Making Work Work | Julie Morgenstern

Summary of: Making Work Work: New Strategies for Surviving and Thriving at the O
By: Julie Morgenstern

Introduction

In ‘Making Work Work,’ Dominica DeGrandis helps readers navigate the complexities of modern work environments and understand how to maximize efficiency and productivity. This book summary introduces strategies such as visual management techniques that aid leaders in selecting the highest-value projects and avoiding task overload. DeGrandis discusses the concept of ‘time theft,’ identifying five thieves—too much work-in-progress, unknown dependencies, unplanned work, conflicting priorities, and neglected work—that hinder team efficiency. By learning to work smarter rather than harder through the use of kanban, flow, and Lean management methods, readers will uncover ways to boost their teams’ productivity.

Boosting Productivity with Effective Workflow Systems

Dominica DeGrandis, the Principal Flow Adviser at Tasktop, identifies a lack of knowledge on maximizing efficiency as a significant issue in the modern workforce. In her book, she offers remedies by creating efficient workflow systems to enhance work visibility and visual management techniques that aid leaders in better management.

Work Smarter, Not More

In her book, DeGrandis identifies five “time thieves” that prevent teams and businesses from reaching their full potential: too much work-in-progress, unknown dependencies, unplanned work, conflicting priorities, and neglected work. By adopting kanban, flow, and Lean management methods, leaders can increase productivity and efficiency, avoiding the trap of constantly taking on new projects and overwhelming their teams. The book emphasizes the importance of selecting high-value opportunities and allocating resources accordingly, rather than pursuing every opportunity that comes along.

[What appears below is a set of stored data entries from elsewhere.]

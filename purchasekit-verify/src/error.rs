//! Error types for payload verification.

use purchasekit_types::StoreError;
use thiserror::Error;

/// Result type for verification operations.
pub type VerifyResult<T> = Result<T, VerifyError>;

/// Why a transaction payload was rejected.
///
/// Callers that only need the shared taxonomy convert with `From`, which
/// collapses every variant into `StoreError::VerificationFailed` — the
/// distinction matters for logs, not for entitlement state.
#[derive(Debug, Error)]
pub enum VerifyError {
    /// Payload framing is not `base64url(payload).base64url(signature)`.
    #[error("invalid payload format: {0}")]
    InvalidFormat(String),

    /// Ed25519 signature does not verify against the trust anchor.
    #[error("payload signature invalid")]
    InvalidSignature,

    /// Payload JSON is malformed or missing required fields.
    #[error("invalid payload body: {0}")]
    InvalidPayload(String),

    /// The payload was signed for a different app.
    #[error("bundle identity mismatch: expected {expected}, got {actual}")]
    BundleMismatch {
        /// Bundle id this verifier was configured with.
        expected: String,
        /// Bundle id carried by the payload.
        actual: String,
    },

    /// The payload's signing date is outside the replay tolerance window.
    #[error("payload signed too long ago ({age_secs}s)")]
    StalePayload {
        /// Age of the payload in seconds.
        age_secs: i64,
    },

    /// The payload claims to be signed in the future.
    #[error("payload signed in the future")]
    FutureDated,
}

impl From<VerifyError> for StoreError {
    fn from(_: VerifyError) -> Self {
        StoreError::VerificationFailed
    }
}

Master Workflow with Kanban

Unfinished projects and endless task lists lead to excessive work-in-progress, increasing cycle time and costs. DeGrandis recommends rejecting tasks beyond your capacity and using a kanban board to prioritize. Displaying tasks visually categorize work types making it easier to deprioritize tasks less important tasks and focus on completing important ones. By dividing tasks into “to do,” “doing,” and “done” columns, teams can tackle new work only when they have the capability, reducing cycle time and boosting productivity. Master workflow with the kanban system and deliver projects timely and efficiently.

Eradicating Dependencies in Your Workflow

Dependencies can be detrimental to your productivity in three ways, namely architecture, expertise, and activity. Eliminating dependencies exponentially increases your chances of delivering on time. Creating a dependency matrix is essential to identify dependencies that cause unnecessary delays and eradicate them. Organizing teams around your product rather than projects prevents dependencies and results in a streamlined and efficient product-oriented process.

Dependencies can wreak havoc on your workflow in three distinct ways: architecture, expertise, and activity. When one alteration affects another area of the project, this is called architecture dependency. Meanwhile, expertise dependency arises when someone is waiting for the expertise or guidance of someone else to complete a task. Finally, activity dependency is when delays in one area of the project slow down the overall progress.

Eliminating dependencies increases your chances of delivering on time. Every dependency removed is one-half of the total possible delay combinations removed. Therefore, every dependency eradicated doubles your chances of delivering on time.

To target dependencies, consider creating a dependency matrix to identify where dependencies create costly delays. Creating a simple graph that lists “impactees” and “impactors,” along with dependencies, can help you understand which dependencies are responsible for costly delays.

Finally, by organizing teams around creating your product instead of projects, you can prevent dependencies altogether. This approach ensures that the people who create your product are consistently involved, leading to a streamlined and efficient product-oriented process.

Boost Productivity with Pomodoro Method

To increase productivity, track the ratio of unplanned to planned work and utilize the Pomodoro technique of breaking work into 25-minute intervals with 5-minute breaks in between. The more time spent on unplanned work, the less value is created, so it’s essential to prioritize and minimize distractions to effectively use time.

Prioritizing for Success

Conflicting priorities can obstruct workflow and increase unfinished work. DeGrandis suggests adding an “options” column to your kanban board and moving the most valuable projects to the to-do column to maximize revenue and reduce costs.